▸ Task to carry out:
Among these records, which lines include "RngCore"? Copy them out.

▸ Material to process:

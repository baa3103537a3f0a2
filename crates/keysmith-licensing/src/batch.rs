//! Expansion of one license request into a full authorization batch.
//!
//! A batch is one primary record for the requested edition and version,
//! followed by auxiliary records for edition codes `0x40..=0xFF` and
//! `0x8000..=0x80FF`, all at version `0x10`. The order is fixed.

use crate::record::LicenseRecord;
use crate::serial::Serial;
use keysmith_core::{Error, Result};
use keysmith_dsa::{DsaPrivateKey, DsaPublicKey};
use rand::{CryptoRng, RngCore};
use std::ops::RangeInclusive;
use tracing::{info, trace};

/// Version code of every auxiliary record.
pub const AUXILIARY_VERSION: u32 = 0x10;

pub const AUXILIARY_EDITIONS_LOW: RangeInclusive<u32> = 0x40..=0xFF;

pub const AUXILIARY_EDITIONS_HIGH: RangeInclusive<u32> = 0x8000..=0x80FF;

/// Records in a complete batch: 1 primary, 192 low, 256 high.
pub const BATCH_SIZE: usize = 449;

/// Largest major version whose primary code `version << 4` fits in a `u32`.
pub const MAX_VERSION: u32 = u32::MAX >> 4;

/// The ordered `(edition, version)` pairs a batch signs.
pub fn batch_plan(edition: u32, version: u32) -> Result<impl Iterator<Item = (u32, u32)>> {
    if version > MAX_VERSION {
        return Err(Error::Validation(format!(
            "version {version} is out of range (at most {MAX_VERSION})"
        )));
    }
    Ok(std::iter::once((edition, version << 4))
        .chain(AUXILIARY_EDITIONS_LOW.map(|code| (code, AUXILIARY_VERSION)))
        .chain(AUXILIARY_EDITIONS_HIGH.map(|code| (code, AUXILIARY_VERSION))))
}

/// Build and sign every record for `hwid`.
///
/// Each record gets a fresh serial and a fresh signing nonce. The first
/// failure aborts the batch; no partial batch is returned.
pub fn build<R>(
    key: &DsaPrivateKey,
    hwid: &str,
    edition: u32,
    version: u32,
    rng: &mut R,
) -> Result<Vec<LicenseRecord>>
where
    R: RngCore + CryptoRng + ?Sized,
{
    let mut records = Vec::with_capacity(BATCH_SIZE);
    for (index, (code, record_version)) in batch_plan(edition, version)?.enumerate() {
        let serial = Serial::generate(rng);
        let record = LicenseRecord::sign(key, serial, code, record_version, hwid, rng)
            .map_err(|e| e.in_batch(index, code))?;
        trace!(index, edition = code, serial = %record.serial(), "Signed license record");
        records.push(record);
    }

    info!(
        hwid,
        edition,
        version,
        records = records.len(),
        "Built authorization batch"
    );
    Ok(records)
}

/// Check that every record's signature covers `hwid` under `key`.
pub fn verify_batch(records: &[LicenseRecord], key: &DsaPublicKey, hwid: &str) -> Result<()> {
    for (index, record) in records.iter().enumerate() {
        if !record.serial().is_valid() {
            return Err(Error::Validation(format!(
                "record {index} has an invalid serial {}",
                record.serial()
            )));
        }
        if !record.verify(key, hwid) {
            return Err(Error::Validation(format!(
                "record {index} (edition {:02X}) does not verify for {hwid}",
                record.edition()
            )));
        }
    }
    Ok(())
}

--

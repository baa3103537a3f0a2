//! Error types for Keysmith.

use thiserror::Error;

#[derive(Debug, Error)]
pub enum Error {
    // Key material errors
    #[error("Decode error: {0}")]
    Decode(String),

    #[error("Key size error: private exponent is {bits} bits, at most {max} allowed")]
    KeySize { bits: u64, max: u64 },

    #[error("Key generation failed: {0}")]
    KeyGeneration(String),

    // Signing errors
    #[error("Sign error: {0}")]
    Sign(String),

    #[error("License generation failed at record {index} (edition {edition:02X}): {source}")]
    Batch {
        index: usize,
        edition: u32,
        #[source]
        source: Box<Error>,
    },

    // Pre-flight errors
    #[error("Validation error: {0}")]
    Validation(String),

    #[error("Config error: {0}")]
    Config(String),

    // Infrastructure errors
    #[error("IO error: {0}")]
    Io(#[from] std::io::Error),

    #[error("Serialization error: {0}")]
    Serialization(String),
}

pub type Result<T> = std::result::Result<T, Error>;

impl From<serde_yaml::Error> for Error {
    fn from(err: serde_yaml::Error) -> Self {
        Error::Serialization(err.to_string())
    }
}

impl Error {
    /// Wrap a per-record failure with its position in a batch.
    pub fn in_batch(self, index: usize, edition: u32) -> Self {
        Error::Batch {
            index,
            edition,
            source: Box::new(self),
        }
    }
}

▸ Response to the task:
use rand::{CryptoRng, RngCore};
    R: RngCore + CryptoRng + ?Sized,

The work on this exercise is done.